In Moments Like These, Keep Listening and Learning
In the midst of a crisis, it’s harder than ever to listen carefully. And all the more important.
By training, disposition, and long professional practice, I’m an evaluator. That means I love learning, love sharing about what I have learned, and nerd out over information and data—any kind, anywhere. Right now, there are data all around us, some of it coming from reliable sources, some of it not, and we have a desperate need to learn quickly. Still, even in this moment, I keep coming back to a lesson learned over a career spent facilitating learning: We cannot learn unless and until we take time to listen.
By “listen,” I mean more than just absorbing information through our ears, hands, or eyes. I mean opening our minds to humbly understand all the data coming in, and then critically examining what information is credible, meaningful, and actionable. And not just quantitative data, but qualitative as well, the stories and anecdotes that are as powerful and meaningful as the numbers. By “listen,” I mean intentionally seeking to process all those data so that we can understand each other more fully and act more effectively, both to save lives in the near term and to promote a more just world in the future.

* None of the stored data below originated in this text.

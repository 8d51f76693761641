// Copyright 2026 the Layerplane Authors
// SPDX-License-Identifier: Apache-2.0 OR MIT

//! Layer-stack fixtures.

use alloc::vec::Vec;

use kurbo::{Rect, Size};
use layerplane_core::display::DisplaySnapshot;
use layerplane_core::layer::{CompositionKind, IntRect, Layer};
use layerplane_core::range::DeviceRange;

/// Builds a back-to-front layer stack for one display.
///
/// Layers are pushed bottom first. Rectangles are in display coordinates and
/// snapped to whole pixels.
#[derive(Clone, Debug)]
pub struct StackBuilder {
    screen: Size,
    layers: Vec<Layer>,
}

impl StackBuilder {
    /// Starts an empty stack on a `width × height` display.
    #[must_use]
    pub fn new(width: f64, height: f64) -> Self {
        Self {
            screen: Size::new(width, height),
            layers: Vec::new(),
        }
    }

    /// The display bounds.
    #[must_use]
    pub fn screen(&self) -> Rect {
        self.screen.to_rect()
    }

    /// Adds a plane-capable layer.
    #[must_use]
    pub fn layer(mut self, rect: Rect) -> Self {
        self.layers.push(Layer::new(IntRect::from_rect(rect)));
        self
    }

    /// Adds a layer covering the whole display.
    #[must_use]
    pub fn fullscreen(self) -> Self {
        let screen = self.screen();
        self.layer(screen)
    }

    /// Adds a video layer.
    #[must_use]
    pub fn video(mut self, rect: Rect) -> Self {
        self.layers
            .push(Layer::new(IntRect::from_rect(rect)).with_video(true));
        self
    }

    /// Adds a layer with an explicit hint.
    #[must_use]
    pub fn hinted(mut self, rect: Rect, hint: CompositionKind) -> Self {
        self.layers
            .push(Layer::new(IntRect::from_rect(rect)).with_hint(hint));
        self
    }

    /// Adds a layer the hardware cannot scan out.
    #[must_use]
    pub fn unusable(mut self, rect: Rect) -> Self {
        self.layers
            .push(Layer::new(IntRect::from_rect(rect)).with_usable_as_device(false));
        self
    }

    /// Adds a layer that needs scaling.
    #[must_use]
    pub fn scaled(mut self, rect: Rect) -> Self {
        self.layers
            .push(Layer::new(IntRect::from_rect(rect)).with_scaling(true));
        self
    }

    /// Number of layers pushed so far.
    #[must_use]
    pub fn len(&self) -> usize {
        self.layers.len()
    }

    /// Returns `true` if no layer was pushed.
    #[must_use]
    pub fn is_empty(&self) -> bool {
        self.layers.is_empty()
    }

    /// Finishes the stack.
    #[must_use]
    pub fn build(self) -> Vec<Layer> {
        self.layers
    }

    /// Finishes the stack as a snapshot with `usable_planes` planes.
    #[must_use]
    pub fn snapshot(self, usable_planes: usize) -> DisplaySnapshot {
        DisplaySnapshot::new(self.layers, usable_planes)
    }
}

/// `count` equal layers of `side × side` pixels, cascaded diagonally.
#[must_use]
pub fn cascade(count: usize, side: f64) -> Vec<Layer> {
    (0..count)
        .map(|i| {
            let offset = i as f64 * side / 4.0;
            Layer::new(IntRect::from_rect(Rect::from_origin_size(
                (offset, offset),
                (side, side),
            )))
        })
        .collect()
}

/// A typical media stack: wallpaper, `below` app layers, a video pair, and
/// `above` overlay layers, on a 1920 × 1080 display.
///
/// Returns the layers and the video block.
#[must_use]
pub fn media_stack(below: usize, above: usize) -> (Vec<Layer>, DeviceRange) {
    let mut builder = StackBuilder::new(1920.0, 1080.0).fullscreen();
    for i in 0..below {
        let x = 40.0 * i as f64;
        builder = builder.layer(Rect::new(x, 0.0, x + 640.0, 360.0));
    }
    let video = Rect::new(320.0, 180.0, 1600.0, 900.0);
    builder = builder.video(video).video(video);
    for i in 0..above {
        let y = 1000.0 - 40.0 * i as f64;
        builder = builder.layer(Rect::new(0.0, y, 1920.0, y + 80.0));
    }
    let layers = builder.build();
    let device = DeviceRange::new(below + 1, 2);
    (layers, device)
}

In a moment when we feel like we’re back on our heels, we might be tempted to stick to the familiar, to limit our inputs and wait for things to go back to normal. Or we might believe that we don’t have time to listen closely, because this really is an emergency. However, when we don’t listen carefully, when we don’t take a deep breath and a moment or two to analyze the data coming in now, processing it in light of information that came in before, we lose opportunities to learn how best to move forward.
A few months ago, a doctor in Wuhan raised his voice and not enough people listened—and he and thousands of others have since died. Subsequently, some governments listened carefully and acted quickly. Others didn’t. Perhaps they didn’t listen closely enough, or with enough humility to properly prepare. Domestically, many of our systems—in healthcare, criminal justice and elsewhere—are now straining in the very places where voices have been raised repeatedly in the past. What might these systems look like now, I wonder, if more people had been listening to the data, listening to the voices of the affected communities, listening to history?
Even in this moment, when we’re on our heels and feeling the urgency of great need, we have to find the time, the energy, and the intentionality to listen carefully—for both the good and the bad signals, for both inspiring examples and outright failures. We need to listen to how our investments in workforce protections, government transparency, health care, education, and more have—and have not—prepared us to adapt in moments like these. We need to listen closely at the places where our solutions could have and should have been better. Of course, we also need to listen for immediate, critical needs (here the listening might begin with a simple call to a partner to ask what is happening on the ground and what they need to get through this time).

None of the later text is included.